» What the task requires:
Output the data exactly, with every line intact.

» Source data:
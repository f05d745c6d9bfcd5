use crate::order_index::OrderIndex;
use crate::protocol::{EngineEvent, Side};
use crate::sequencer::Sequencer;
use parking_lot::Mutex;
use smallvec::SmallVec;
use std::collections::{BTreeMap, HashMap, VecDeque};
use std::sync::Arc;

/// 单次操作产生的事件集合，绝大多数订单的成交笔数不超过 8
pub type EventBatch = SmallVec<[EngineEvent; 8]>;

/// 簿内挂单
#[derive(Debug, Clone)]
pub struct RestingOrder {
    pub order_id: u32,
    pub price: u32,
    /// 剩余数量，挂单期间恒大于 0
    pub count: u32,
    /// 针对该挂单的下一个成交编号，从 1 开始
    pub execution_id: u32,
    /// 入簿时刻的序列号，等于其 A 事件的 seq；部分成交不会改变它
    pub arrival_seq: u64,
}

/// 一个价格层级的订单队列，队首先撮合
type PriceLevel = VecDeque<RestingOrder>;

/// 簿内状态，整体由外层互斥锁保护
#[derive(Debug, Default)]
struct BookInner {
    /// 买单侧，撮合时从最高价开始
    bids: BTreeMap<u32, PriceLevel>,
    /// 卖单侧，撮合时从最低价开始
    asks: BTreeMap<u32, PriceLevel>,
    /// order_id → (价格, 方向)，取消时定位挂单
    ids: HashMap<u32, (u32, Side)>,
}

/// 聚合深度快照，(价格, 数量合计)
#[derive(Debug, Clone, Default)]
pub struct BookDepth {
    /// 买侧，从高到低
    pub bids: Vec<(u32, u32)>,
    /// 卖侧，从低到高
    pub asks: Vec<(u32, u32)>,
}

/// 单个交易标的的订单簿
///
/// 同一标的上的所有操作由内部互斥锁串行化，不同标的并行撮合。
/// 价格优先级来自 BTreeMap 的键序，同价位的时间优先级来自
/// 队列顺序；arrival_seq 由同一个全局序列号发生器产生，
/// 不可能相同，因此优先级全序无歧义。
pub struct InstrumentBook {
    name: Arc<str>,
    inner: Mutex<BookInner>,
}

impl InstrumentBook {
    pub fn new(name: Arc<str>) -> Self {
        Self {
            name,
            inner: Mutex::new(BookInner::default()),
        }
    }

    /// 提交一笔买/卖单并撮合
    ///
    /// 依次吃掉对手侧价格最优、同价位最早的挂单，直到价格不再
    /// 交叉或数量耗尽；剩余数量挂入本方。每个产生的事件消耗一个
    /// 全局序列号，剩余挂单的 A 事件与其 arrival_seq 共用同一个。
    pub fn submit(
        self: &Arc<Self>,
        side: Side,
        order_id: u32,
        price: u32,
        count: u32,
        sequencer: &Sequencer,
        index: &OrderIndex,
    ) -> EventBatch {
        let mut events = EventBatch::new();

        // 数量为 0 的订单在上游即为非法，核心直接忽略
        if count == 0 {
            return events;
        }
        debug_assert!(price > 0, "price 0 is reserved");

        let mut inner = self.inner.lock();
        let BookInner { bids, asks, ids } = &mut *inner;
        debug_assert!(
            !ids.contains_key(&order_id),
            "duplicate order id {} in book {}",
            order_id,
            self.name
        );

        let (own, opposite) = match side {
            Side::Buy => (bids, asks),
            Side::Sell => (asks, bids),
        };

        let mut residual = count;
        while residual > 0 {
            // 对手侧最优价：买单吃最低卖价，卖单吃最高买价
            let best_price = match side {
                Side::Buy => opposite.keys().next().copied(),
                Side::Sell => opposite.keys().next_back().copied(),
            };
            let Some(best_price) = best_price else { break };
            let crossed = match side {
                Side::Buy => best_price <= price,
                Side::Sell => best_price >= price,
            };
            if !crossed {
                break;
            }

            let Some(level) = opposite.get_mut(&best_price) else {
                break;
            };
            while residual > 0 {
                let Some(maker) = level.front_mut() else { break };

                let fill = residual.min(maker.count);
                residual -= fill;
                maker.count -= fill;

                // 成交价取挂单方价格
                events.push(EngineEvent::OrderExecuted {
                    resting_order_id: maker.order_id,
                    taker_order_id: order_id,
                    execution_id: maker.execution_id,
                    price: maker.price,
                    count: fill,
                    seq: sequencer.next(),
                });
                maker.execution_id += 1;

                if maker.count > 0 {
                    // 对手单只部分成交，保留且时间优先级不变
                    break;
                }
                if let Some(done) = level.pop_front() {
                    ids.remove(&done.order_id);
                    index.remove(done.order_id);
                }
            }
            if level.is_empty() {
                opposite.remove(&best_price);
            }
        }

        if residual > 0 {
            // 入簿：A 事件的 seq 同时作为该挂单的 arrival_seq
            let arrival_seq = sequencer.next();
            own.entry(price).or_default().push_back(RestingOrder {
                order_id,
                price,
                count: residual,
                execution_id: 1,
                arrival_seq,
            });
            ids.insert(order_id, (price, side));
            // 先提交本地状态，再发布到全局索引（索引锁是叶子锁）
            index.publish(order_id, Arc::clone(self));
            events.push(EngineEvent::OrderAdded {
                order_id,
                instrument: Arc::clone(&self.name),
                price,
                count: residual,
                side,
                seq: arrival_seq,
            });
        }

        events
    }

    /// 取消挂单
    ///
    /// 调度器已先行摘除全局索引条目。本地索引中不存在该订单时
    ///（路由期间恰好被完全成交）按 accepted=false 回报。
    pub fn cancel(&self, order_id: u32, sequencer: &Sequencer) -> EngineEvent {
        let mut inner = self.inner.lock();

        let Some((price, side)) = inner.ids.remove(&order_id) else {
            return EngineEvent::OrderDeleted {
                order_id,
                accepted: false,
                seq: sequencer.next(),
            };
        };

        let book_side = match side {
            Side::Buy => &mut inner.bids,
            Side::Sell => &mut inner.asks,
        };
        let mut removed = false;
        if let Some(level) = book_side.get_mut(&price) {
            if let Some(pos) = level.iter().position(|o| o.order_id == order_id) {
                level.remove(pos);
                removed = true;
            }
            if level.is_empty() {
                book_side.remove(&price);
            }
        }
        // 本地索引与价位队列必须一致
        debug_assert!(removed, "order {} indexed but not resting", order_id);

        EngineEvent::OrderDeleted {
            order_id,
            accepted: true,
            seq: sequencer.next(),
        }
    }

    /// 订单是否仍在簿内
    pub fn contains(&self, order_id: u32) -> bool {
        self.inner.lock().ids.contains_key(&order_id)
    }

    /// 最优买价
    pub fn best_bid(&self) -> Option<u32> {
        self.inner.lock().bids.keys().next_back().copied()
    }

    /// 最优卖价
    pub fn best_ask(&self) -> Option<u32> {
        self.inner.lock().asks.keys().next().copied()
    }

    /// 前若干档聚合深度
    pub fn depth(&self, levels: usize) -> BookDepth {
        let inner = self.inner.lock();
        BookDepth {
            bids: inner
                .bids
                .iter()
                .rev()
                .take(levels)
                .map(|(price, level)| (*price, level.iter().map(|o| o.count).sum()))
                .collect(),
            asks: inner
                .asks
                .iter()
                .take(levels)
                .map(|(price, level)| (*price, level.iter().map(|o| o.count).sum()))
                .collect(),
        }
    }
}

» Solved exercise:
repository f05d745c6d9bfcd5
use crate::order_index::OrderIndex;
use crate::protocol::{EngineEvent, Side};
use crate::sequencer::Sequencer;
use parking_lot::Mutex;
use smallvec::SmallVec;
use std::collections::{BTreeMap, HashMap, VecDeque};
use std::sync::Arc;

/// 单次操作产生的事件集合，绝大多数订单的成交笔数不超过 8
pub type EventBatch = SmallVec<[EngineEvent; 8]>;

/// 簿内挂单
#[derive(Debug, Clone)]
pub struct RestingOrder {
    pub order_id: u32,
    pub price: u32,
    /// 剩余数量，挂单期间恒大于 0
    pub count: u32,
    /// 针对该挂单的下一个成交编号，从 1 开始
    pub execution_id: u32,
    /// 入簿时刻的序列号，等于其 A 事件的 seq；部分成交不会改变它
    pub arrival_seq: u64,
}

/// 一个价格层级的订单队列，队首先撮合
type PriceLevel = VecDeque<RestingOrder>;

/// 簿内状态，整体由外层互斥锁保护
#[derive(Debug, Default)]
struct BookInner {
    /// 买单侧，撮合时从最高价开始
    bids: BTreeMap<u32, PriceLevel>,
    /// 卖单侧，撮合时从最低价开始
    asks: BTreeMap<u32, PriceLevel>,
    /// order_id → (价格, 方向)，取消时定位挂单
    ids: HashMap<u32, (u32, Side)>,
}

/// 聚合深度快照，(价格, 数量合计)
#[derive(Debug, Clone, Default)]
pub struct BookDepth {
    /// 买侧，从高到低
    pub bids: Vec<(u32, u32)>,
    /// 卖侧，从低到高
    pub asks: Vec<(u32, u32)>,
}

/// 单个交易标的的订单簿
///
/// 同一标的上的所有操作由内部互斥锁串行化，不同标的并行撮合。
/// 价格优先级来自 BTreeMap 的键序，同价位的时间优先级来自
/// 队列顺序；arrival_seq 由同一个全局序列号发生器产生，
/// 不可能相同，因此优先级全序无歧义。
pub struct InstrumentBook {
    name: Arc<str>,
    inner: Mutex<BookInner>,
}

impl InstrumentBook {
    pub fn new(name: Arc<str>) -> Self {
        Self {
            name,
            inner: Mutex::new(BookInner::default()),
        }
    }

    /// 提交一笔买/卖单并撮合
    ///
    /// 依次吃掉对手侧价格最优、同价位最早的挂单，直到价格不再
    /// 交叉或数量耗尽；剩余数量挂入本方。每个产生的事件消耗一个
    /// 全局序列号，剩余挂单的 A 事件与其 arrival_seq 共用同一个。
    pub fn submit(
        self: &Arc<Self>,
        side: Side,
        order_id: u32,
        price: u32,
        count: u32,
        sequencer: &Sequencer,
        index: &OrderIndex,
    ) -> EventBatch {
        let mut events = EventBatch::new();

        // 数量为 0 的订单在上游即为非法，核心直接忽略
        if count == 0 {
            return events;
        }
        debug_assert!(price > 0, "price 0 is reserved");

        let mut inner = self.inner.lock();
        let BookInner { bids, asks, ids } = &mut *inner;
        debug_assert!(
            !ids.contains_key(&order_id),
            "duplicate order id {} in book {}",
            order_id,
            self.name
        );

        let (own, opposite) = match side {
            Side::Buy => (bids, asks),
            Side::Sell => (asks, bids),
        };

        let mut residual = count;
        while residual > 0 {
            // 对手侧最优价：买单吃最低卖价，卖单吃最高买价
            let best_price = match side {
                Side::Buy => opposite.keys().next().copied(),
                Side::Sell => opposite.keys().next_back().copied(),
            };
            let Some(best_price) = best_price else { break };
            let crossed = match side {
                Side::Buy => best_price <= price,
                Side::Sell => best_price >= price,
            };
            if !crossed {
                break;
            }

            let Some(level) = opposite.get_mut(&best_price) else {
                break;
            };
            while residual > 0 {
                let Some(maker) = level.front_mut() else { break };

                let fill = residual.min(maker.count);
                residual -= fill;
                maker.count -= fill;

                // 成交价取挂单方价格
                events.push(EngineEvent::OrderExecuted {
                    resting_order_id: maker.order_id,
                    taker_order_id: order_id,
                    execution_id: maker.execution_id,
                    price: maker.price,
                    count: fill,
                    seq: sequencer.next(),
                });
                maker.execution_id += 1;

                if maker.count > 0 {
                    // 对手单只部分成交，保留且时间优先级不变
                    break;
                }
                if let Some(done) = level.pop_front() {
                    ids.remove(&done.order_id);
                    index.remove(done.order_id);
                }
            }
            if level.is_empty() {
                opposite.remove(&best_price);
            }
        }

        if residual > 0 {
            // 入簿：A 事件的 seq 同时作为该挂单的 arrival_seq
            let arrival_seq = sequencer.next();
            own.entry(price).or_default().push_back(RestingOrder {
                order_id,
                price,
                count: residual,
                execution_id: 1,
                arrival_seq,
            });
            ids.insert(order_id, (price, side));
            // 先提交本地状态，再发布到全局索引（索引锁是叶子锁）
            index.publish(order_id, Arc::clone(self));
            events.push(EngineEvent::OrderAdded {
                order_id,
                instrument: Arc::clone(&self.name),
                price,
                count: residual,
                side,
                seq: arrival_seq,
            });
        }

        events
    }

    /// 取消挂单
    ///
    /// 调度器已先行摘除全局索引条目。本地索引中不存在该订单时
    ///（路由期间恰好被完全成交）按 accepted=false 回报。
    pub fn cancel(&self, order_id: u32, sequencer: &Sequencer) -> EngineEvent {
        let mut inner = self.inner.lock();

        let Some((price, side)) = inner.ids.remove(&order_id) else {
            return EngineEvent::OrderDeleted {
                order_id,
                accepted: false,
                seq: sequencer.next(),
            };
        };

        let book_side = match side {
            Side::Buy => &mut inner.bids,
            Side::Sell => &mut inner.asks,
        };
        let mut removed = false;
        if let Some(level) = book_side.get_mut(&price) {
            if let Some(pos) = level.iter().position(|o| o.order_id == order_id) {
                level.remove(pos);
                removed = true;
            }
            if level.is_empty() {
                book_side.remove(&price);
            }
        }
        // 本地索引与价位队列必须一致
        debug_assert!(removed, "order {} indexed but not resting", order_id);

        EngineEvent::OrderDeleted {
            order_id,
            accepted: true,
            seq: sequencer.next(),
        }
    }

    /// 订单是否仍在簿内
    pub fn contains(&self, order_id: u32) -> bool {
        self.inner.lock().ids.contains_key(&order_id)
    }

    /// 最优买价
    pub fn best_bid(&self) -> Option<u32> {
        self.inner.lock().bids.keys().next_back().copied()
    }

    /// 最优卖价
    pub fn best_ask(&self) -> Option<u32> {
        self.inner.lock().asks.keys().next().copied()
    }

    /// 前若干档聚合深度
    pub fn depth(&self, levels: usize) -> BookDepth {
        let inner = self.inner.lock();
        BookDepth {
            bids: inner
                .bids
                .iter()
                .rev()
                .take(levels)
                .map(|(price, level)| (*price, level.iter().map(|o| o.count).sum()))
                .collect(),
            asks: inner
                .asks
                .iter()
                .take(levels)
                .map(|(price, level)| (*price, level.iter().map(|o| o.count).sum()))
                .collect(),
        }
    }
}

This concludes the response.